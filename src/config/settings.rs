use std::path::{Path, PathBuf};

use serde::{Deserialize, Serialize};
use tokio::fs;

use crate::error::{Result, ShiftError};

/// Top-level configuration, loaded from a TOML file and passed explicitly
/// into every component constructor. There is no ambient global state.
#[derive(Debug, Clone, Default, Serialize, Deserialize)]
#[serde(default)]
pub struct ShiftConfig {
    pub api: ApiConfig,
    pub retry: RetryConfig,
    pub resume: ResumeConfig,
    pub run: RunConfig,
    pub plan: PlanConfig,
}

impl ShiftConfig {
    pub async fn load(path: &Path) -> Result<Self> {
        let content = fs::read_to_string(path).await.map_err(|e| {
            ShiftError::Config(format!("cannot read {}: {}", path.display(), e))
        })?;
        let config: Self = toml::from_str(&content)?;
        config.validate()?;
        Ok(config)
    }

    /// Validate configuration values, collecting every violation.
    pub fn validate(&self) -> Result<()> {
        let mut errors = Vec::new();

        if self.api.base_url.is_empty() {
            errors.push("api.base_url must not be empty");
        }
        if self.api.destination_drive_id.is_empty() {
            errors.push("api.destination_drive_id must not be empty");
        }
        if self.api.record_site_id.is_empty() {
            errors.push("api.record_site_id must not be empty");
        }
        if self.api.record_list_id.is_empty() {
            errors.push("api.record_list_id must not be empty");
        }
        if self.api.record_field.is_empty() {
            errors.push("api.record_field must not be empty");
        }
        if self.api.timeout_secs == 0 {
            errors.push("api.timeout_secs must be greater than 0");
        }

        if self.retry.max_retries == 0 {
            errors.push("retry.max_retries must be greater than 0");
        }

        if self.run.dry_run_sample == 0 {
            errors.push("run.dry_run_sample must be greater than 0");
        }
        if self.run.filename_max_len == 0 {
            errors.push("run.filename_max_len must be greater than 0");
        }

        if self.plan.source_marker.is_empty() {
            errors.push("plan.source_marker must not be empty");
        }
        if self.plan.reference_column.is_empty() {
            errors.push("plan.reference_column must not be empty");
        }

        if errors.is_empty() {
            Ok(())
        } else {
            Err(ShiftError::Config(errors.join("; ")))
        }
    }
}

/// Remote API endpoints and identifiers.
#[derive(Debug, Clone, Serialize, Deserialize)]
#[serde(default)]
pub struct ApiConfig {
    /// Base URL of the HTTP+JSON API.
    pub base_url: String,
    /// Destination drive the blobs are stored into.
    pub destination_drive_id: String,
    /// Site holding the record list to patch.
    pub record_site_id: String,
    /// Record list to patch.
    pub record_list_id: String,
    /// Field on the record that receives the published link.
    pub record_field: String,
    /// Link type requested when publishing.
    pub link_type: String,
    /// Link scope requested when publishing.
    pub link_scope: String,
    /// Per-request timeout.
    pub timeout_secs: u64,
    /// Environment variable holding the bearer token.
    pub token_env: String,
}

impl Default for ApiConfig {
    fn default() -> Self {
        Self {
            base_url: String::new(),
            destination_drive_id: String::new(),
            record_site_id: String::new(),
            record_list_id: String::new(),
            record_field: "Reference_Link".to_string(),
            link_type: "organizationView".to_string(),
            link_scope: "organization".to_string(),
            timeout_secs: 30,
            token_env: "DOCSHIFT_TOKEN".to_string(),
        }
    }
}

/// Retry and backoff tuning for the remote client.
#[derive(Debug, Clone, Serialize, Deserialize)]
#[serde(default)]
pub struct RetryConfig {
    pub max_retries: u32,
    pub retry_delay_secs: u64,
    /// Wait applied to a rate-limit response that carries no advised delay.
    pub rate_limit_fallback_secs: u64,
}

impl Default for RetryConfig {
    fn default() -> Self {
        Self {
            max_retries: 3,
            retry_delay_secs: 2,
            rate_limit_fallback_secs: 2,
        }
    }
}

/// Resumption behavior for partial runs.
#[derive(Debug, Clone, Serialize, Deserialize)]
#[serde(default)]
pub struct ResumeConfig {
    /// Re-attempt items left in `processing` by a killed run. When false,
    /// any ledger entry (including a stale `processing` one) excludes the
    /// item from the working set, matching the historical behavior.
    pub retry_stale_processing: bool,
}

impl Default for ResumeConfig {
    fn default() -> Self {
        Self {
            retry_stale_processing: true,
        }
    }
}

#[derive(Debug, Clone, Serialize, Deserialize)]
#[serde(default)]
pub struct RunConfig {
    /// Directory holding the ledger, audit log, and snapshots.
    pub state_dir: PathBuf,
    /// Working-set cap applied in dry-run mode.
    pub dry_run_sample: usize,
    /// Cap on the label-derived part of destination filenames.
    pub filename_max_len: usize,
}

impl Default for RunConfig {
    fn default() -> Self {
        Self {
            state_dir: PathBuf::from("migration_state"),
            dry_run_sample: 5,
            filename_max_len: 50,
        }
    }
}

/// Columns and markers used to select plan rows.
#[derive(Debug, Clone, Serialize, Deserialize)]
#[serde(default)]
pub struct PlanConfig {
    pub label_column: String,
    pub reference_column: String,
    pub record_id_column: String,
    /// Substring identifying references that live in the source store.
    pub source_marker: String,
}

impl Default for PlanConfig {
    fn default() -> Self {
        Self {
            label_column: "Product Name".to_string(),
            reference_column: "Reference".to_string(),
            record_id_column: "ID".to_string(),
            source_marker: String::new(),
        }
    }
}

/// Filesystem layout of the persisted migration state.
#[derive(Debug, Clone)]
pub struct StatePaths {
    pub ledger: PathBuf,
    pub audit_log: PathBuf,
    pub snapshot_dir: PathBuf,
}

impl StatePaths {
    pub fn new(state_dir: &Path) -> Self {
        Self {
            ledger: state_dir.join("progress.json"),
            audit_log: state_dir.join("audit.jsonl"),
            snapshot_dir: state_dir.join("snapshots"),
        }
    }

    pub async fn ensure_dirs(&self) -> Result<()> {
        if let Some(parent) = self.ledger.parent() {
            fs::create_dir_all(parent).await?;
        }
        fs::create_dir_all(&self.snapshot_dir).await?;
        Ok(())
    }
}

**What to produce**
A complete answer reproduces every line of the records in which the word "holding" occurs.

**Answer to this task**
    /// Site holding the record list to patch.
    /// Environment variable holding the bearer token.
    /// Directory holding the ledger, audit log, and snapshots.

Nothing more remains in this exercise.